Случилось в то время быть превеликой парижской ярмарке во Франции, знаменитой и более обширной, нежели ярмарки в Экс-ла-Шапель, во Франкфурте, в Сен-Дени и нежели прекрасное торжище в Бокере. Была оная парижская ярмарка так богата и изобильна товарами, изделиями искусства и всяческими измышлениями, что некий сведущий человек, по имени Корнелий, который много повидал на своем веку и сам был неглуп, говаривал, что, видя ее, посещая и созерцая, он даже утратил заботу о спасении собственной души и охоту к еде и питью. Чужеземные народы толпами повалили в город паризийцев, чтобы повеселиться и порастрясти мошну. Королей и корольков понаехала тьма, чем крепко чванились петухи и петушки, говоря: „Это великая для нас честь“. Купцы от толстосума до лоточника, Наживай-Незевай и Клюй-Помалу, мастеровой и промысловый люд — все надеялись сбыть немало товара иноземцам, что съехались в их город на ярмарку. Торгаши и разносчики распаковывали тюки, трактирщики и кабатчики расставляли столы, весь город из конца в конец превратился поистине в обильный рынок и веселую трапезную. Надобно сказать, что названным купцам — не всем, но большей части — по нраву пришлись трублионы, коими они восторгались за страшную силу глотки и великий кулачный размах, и даже богатейшие купцы-марраны и менялы-марраны глядели на них с почтением и смиренным желанием не быть избитыми.

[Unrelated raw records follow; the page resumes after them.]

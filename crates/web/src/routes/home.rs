//! Landing page route handler.

use askama::Template;
use askama_web::WebTemplate;
use axum::response::IntoResponse;
use tower_sessions::Session;

use crate::filters;
use crate::middleware::OptionalAuth;
use crate::routes::Layout;

/// Landing page template.
#[derive(Template, WebTemplate)]
#[template(path = "index.html")]
pub struct HomeTemplate {
    pub layout: Layout,
}

/// Display the landing page.
pub async fn home(session: Session, OptionalAuth(user): OptionalAuth) -> impl IntoResponse {
    HomeTemplate {
        layout: Layout::load(&session, user).await,
    }
}
//! Administrator triage: gating, status changes and assignment.

use axum::http::StatusCode;

use civic_pulse_core::{IssueStatus, UserId};
use civic_pulse_integration_tests::{
    ADMIN_EMAIL, CITIZEN_EMAIL, DEMO_PASSWORD, TestApp, body_text, location,
};

#[tokio::test]
async fn test_citizen_is_turned_away_from_admin() {
    let app = TestApp::seeded().await;
    let cookie = app.login(CITIZEN_EMAIL, DEMO_PASSWORD).await;

    let response = app.get("/admin", Some(&cookie)).await;
    assert_eq!(response.status(), StatusCode::SEE_OTHER);
    assert_eq!(location(&response), "/dashboard");

    let html = body_text(app.get("/dashboard", Some(&cookie)).await).await;
    assert!(html.contains("You do not have permission to access the admin panel"));
}

#[tokio::test]
async fn test_citizen_cannot_change_status() {
    let app = TestApp::seeded().await;
    let cookie = app.login(CITIZEN_EMAIL, DEMO_PASSWORD).await;

    let response = app
        .post_form("/admin/issues/1/status", "status=resolved", Some(&cookie))
        .await;
    assert_eq!(location(&response), "/dashboard");
    assert_eq!(app.issue(1).await.status, IssueStatus::Pending);
}

#[tokio::test]
async fn test_admin_page_shows_stats_and_filters() {
    let app = TestApp::seeded().await;
    let cookie = app.login(ADMIN_EMAIL, DEMO_PASSWORD).await;

    let response = app.get("/admin", Some(&cookie)).await;
    assert_eq!(response.status(), StatusCode::OK);
    let html = body_text(response).await;
    assert!(html.contains("<strong>5</strong> total"));
    assert!(html.contains("<strong>2</strong> pending"));
    assert!(html.contains("<strong>1</strong> resolved"));
    assert!(html.contains("Broken Streetlight"));
    assert!(html.contains("Park Maintenance"));
    assert!(html.contains(r#"<option value="1">Jane Doe</option>"#), "citizens are offered as assignees");

    let resolved = body_text(app.get("/admin?status=resolved", Some(&cookie)).await).await;
    assert!(resolved.contains("Overflowing Trash Bin"));
    assert!(!resolved.contains("Broken Streetlight"));
    assert!(resolved.contains("<strong>5</strong> total"), "stats ignore the filter");

    let searched = body_text(app.get("/admin?q=library", Some(&cookie)).await).await;
    assert!(searched.contains("Graffiti on Public Library"));
    assert!(!searched.contains("Pothole on Oak Street"));
}

#[tokio::test]
async fn test_admin_updates_status() {
    let app = TestApp::seeded().await;
    let cookie = app.login(ADMIN_EMAIL, DEMO_PASSWORD).await;

    let response = app
        .post_form("/admin/issues/1/status", "status=in_progress", Some(&cookie))
        .await;
    assert_eq!(response.status(), StatusCode::SEE_OTHER);
    assert_eq!(location(&response), "/admin");
    assert_eq!(app.issue(1).await.status, IssueStatus::InProgress);

    let html = body_text(app.get("/admin", Some(&cookie)).await).await;
    assert!(html.contains("Issue #1 status updated to In Progress"));
    assert!(html.contains("<strong>1</strong> pending"));

    // Resolved issues can be reopened.
    app.post_form("/admin/issues/3/status", "status=pending", Some(&cookie))
        .await;
    assert_eq!(app.issue(3).await.status, IssueStatus::Pending);
}

#[tokio::test]
async fn test_admin_status_update_rejects_unknown_status() {
    let app = TestApp::seeded().await;
    let cookie = app.login(ADMIN_EMAIL, DEMO_PASSWORD).await;

    app.post_form("/admin/issues/1/status", "status=closed", Some(&cookie))
        .await;
    assert_eq!(app.issue(1).await.status, IssueStatus::Pending);

    let html = body_text(app.get("/admin", Some(&cookie)).await).await;
    assert!(html.contains("Could not update issue #1"));
}

#[tokio::test]
async fn test_admin_status_update_on_missing_issue() {
    let app = TestApp::seeded().await;
    let cookie = app.login(ADMIN_EMAIL, DEMO_PASSWORD).await;

    let response = app
        .post_form("/admin/issues/999/status", "status=resolved", Some(&cookie))
        .await;
    assert_eq!(location(&response), "/admin");

    let html = body_text(app.get("/admin", Some(&cookie)).await).await;
    assert!(html.contains("Failed to update issue #999 status"));
}

#[tokio::test]
async fn test_admin_assigns_and_unassigns() {
    let app = TestApp::seeded().await;
    let cookie = app.login(ADMIN_EMAIL, DEMO_PASSWORD).await;

    let response = app
        .post_form("/admin/issues/1/assign", "assignee=6", Some(&cookie))
        .await;
    assert_eq!(location(&response), "/admin");
    assert_eq!(app.issue(1).await.assigned_to, Some(UserId::new(6)));
    let html = body_text(app.get("/admin", Some(&cookie)).await).await;
    assert!(html.contains("Issue #1 assigned to Park Maintenance"));

    app.post_form("/admin/issues/1/assign", "assignee=", Some(&cookie))
        .await;
    assert_eq!(app.issue(1).await.assigned_to, None);
    let html = body_text(app.get("/admin", Some(&cookie)).await).await;
    assert!(html.contains("Issue #1 unassigned"));
}

#[tokio::test]
async fn test_admin_assigns_citizen_worker() {
    let app = TestApp::seeded().await;
    let cookie = app.login(ADMIN_EMAIL, DEMO_PASSWORD).await;

    app.post_form("/admin/issues/2/assign", "assignee=3", Some(&cookie))
        .await;
    assert_eq!(app.issue(2).await.assigned_to, Some(UserId::new(3)));

    let html = body_text(app.get("/admin", Some(&cookie)).await).await;
    assert!(html.contains("Issue #2 assigned to Sam Rivera"));
    assert!(html.contains(r#"<option value="3" selected>Sam Rivera</option>"#));
}

#[tokio::test]
async fn test_admin_cannot_assign_unknown_user() {
    let app = TestApp::seeded().await;
    let cookie = app.login(ADMIN_EMAIL, DEMO_PASSWORD).await;

    app.post_form("/admin/issues/2/assign", "assignee=999", Some(&cookie))
        .await;
    assert_eq!(app.issue(2).await.assigned_to, Some(UserId::new(7)));

    let html = body_text(app.get("/admin", Some(&cookie)).await).await;
    assert!(html.contains("Failed to assign issue #2: assignee does not exist"));
}
//! Per-request authentication session.

use axum::extract::FromRequestParts;
use axum::http::request::Parts;
use tokio::sync::watch;
use tower_sessions::Session;

use civic_pulse_core::CurrentUser;

use super::{AuthError, AuthService};
use crate::error::{AppError, clear_sentry_user, set_sentry_user};
use crate::models::session_keys;
use crate::state::AppState;

/// Sign-in state of one browser session.
#[derive(Debug, Clone, PartialEq, Eq)]
pub enum SessionState {
    /// The persisted session has not been read yet.
    Loading,
    SignedOut,
    SignedIn(CurrentUser),
}

/// Holds the signed-in user for one session and publishes every change.
///
/// Built per request by its extractor, which restores the persisted state
/// before the handler runs. Observers call [`AuthSession::subscribe`] and
/// receive each new [`SessionState`].
pub struct AuthSession {
    session: Session,
    auth: AuthService,
    state: watch::Sender<SessionState>,
}

impl AuthSession {
    /// Create a holder in the `Loading` state.
    #[must_use]
    pub fn new(session: Session, auth: AuthService) -> Self {
        let (state, _) = watch::channel(SessionState::Loading);
        Self {
            session,
            auth,
            state,
        }
    }

    /// Read the persisted user from the session store.
    ///
    /// # Errors
    ///
    /// Returns `AuthError::Session` if the session store cannot be read.
    pub async fn restore(&self) -> Result<(), AuthError> {
        let user: Option<CurrentUser> = self.session.get(session_keys::CURRENT_USER).await?;
        self.publish(user.map_or(SessionState::SignedOut, SessionState::SignedIn));
        Ok(())
    }

    /// Receive every subsequent state change.
    #[must_use]
    pub fn subscribe(&self) -> watch::Receiver<SessionState> {
        self.state.subscribe()
    }

    #[must_use]
    pub fn state(&self) -> SessionState {
        self.state.borrow().clone()
    }

    #[must_use]
    pub fn current_user(&self) -> Option<CurrentUser> {
        match &*self.state.borrow() {
            SessionState::SignedIn(user) => Some(user.clone()),
            SessionState::Loading | SessionState::SignedOut => None,
        }
    }

    #[must_use]
    pub fn is_authenticated(&self) -> bool {
        matches!(*self.state.borrow(), SessionState::SignedIn(_))
    }

    #[must_use]
    pub fn is_loading(&self) -> bool {
        matches!(*self.state.borrow(), SessionState::Loading)
    }

    /// The underlying session, for flash messages.
    #[must_use]
    pub const fn session(&self) -> &Session {
        &self.session
    }

    /// Sign in with email and password.
    ///
    /// On failure the state is left as it was.
    ///
    /// # Errors
    ///
    /// Returns the `AuthError` from the identity service or the session store.
    pub async fn login(&self, email: &str, password: &str) -> Result<CurrentUser, AuthError> {
        let user = self.auth.login(email, password).await?;
        self.sign_in(&user).await?;
        tracing::info!(user_id = %user.id, role = %user.role, "User logged in");
        Ok(user)
    }

    /// Create an account and sign it in.
    ///
    /// # Errors
    ///
    /// Returns the `AuthError` from validation, the identity service or the
    /// session store.
    pub async fn register(
        &self,
        name: &str,
        email: &str,
        password: &str,
    ) -> Result<CurrentUser, AuthError> {
        let user = self.auth.register(name, email, password).await?;
        self.sign_in(&user).await?;
        Ok(user)
    }

    /// Sign out. Calling this while signed out is a no-op apart from
    /// clearing the session.
    ///
    /// # Errors
    ///
    /// Returns `AuthError::Session` if the session store cannot be cleared.
    pub async fn logout(&self) -> Result<(), AuthError> {
        if let Some(user) = self.current_user() {
            tracing::info!(user_id = %user.id, "User logged out");
        }
        self.session.flush().await?;
        clear_sentry_user();
        self.publish(SessionState::SignedOut);
        Ok(())
    }

    async fn sign_in(&self, user: &CurrentUser) -> Result<(), AuthError> {
        self.session.cycle_id().await?;
        self.session
            .insert(session_keys::CURRENT_USER, user)
            .await?;
        set_sentry_user(&user.id, Some(user.email.as_str()));
        self.publish(SessionState::SignedIn(user.clone()));
        Ok(())
    }

    fn publish(&self, state: SessionState) {
        self.state.send_replace(state);
    }
}

impl FromRequestParts<AppState> for AuthSession {
    type Rejection = AppError;

    async fn from_request_parts(parts: &mut Parts, state: &AppState) -> Result<Self, Self::Rejection> {
        let session = parts
            .extensions
            .get::<Session>()
            .cloned()
            .ok_or_else(|| AppError::Internal("session layer missing".to_owned()))?;

        let auth = Self::new(session, state.auth());
        auth.restore().await?;
        Ok(auth)
    }
}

Итак, купцы и промысловый люд любили их, но, естественно, также любили и свой товар и свою выгоду и стали побаиваться, как бы помянутые молодчики бешеными выходками, внезапными набегами, наскоками, взрывчатыми жестянками и трублионствами не опрокинули их ларьки и прилавки на перекрестках, на бульварах и в садах и не испугали бы жестокими и неожиданными убийствами иностранцев, так что те утекли бы из города еще с полными кошельками. По правде сказать, опасность эта была не очень велика. Трублионы грозились ужасно и преустрашительно. Но крушили они людей в малом числе — одного, двух, трех зараз, как уже говорилось, и всегда местных жителей; никогда они не набрасывались ни на англичанина, ни на немца, ни на других каких иноземцев, но всегда лишь на своих сограждан. Бесчинствовали в одном месте, а город был велик; так и сходило оно незаметно. Однако возможно было, что они войдут во вкус и пожелают развернуться еще шире. Казалось к тому же не вполне уместным, чтобы на этом вселенском торжище и раздольном пире ходили трублионы, скрежеща зубами, вращая горящими глазами, сжимая кулаки, раскорячивая ноги, испуская бешеный лай и истошное улюлюкание, и опасались паризийцы, как бы трублионы не принялись совсем некстати творить уже теперь то самое, что они могли совершать без помехи и препоны после празднества и ярмарки, то есть убивать то тут, то там какого-нибудь беднягу.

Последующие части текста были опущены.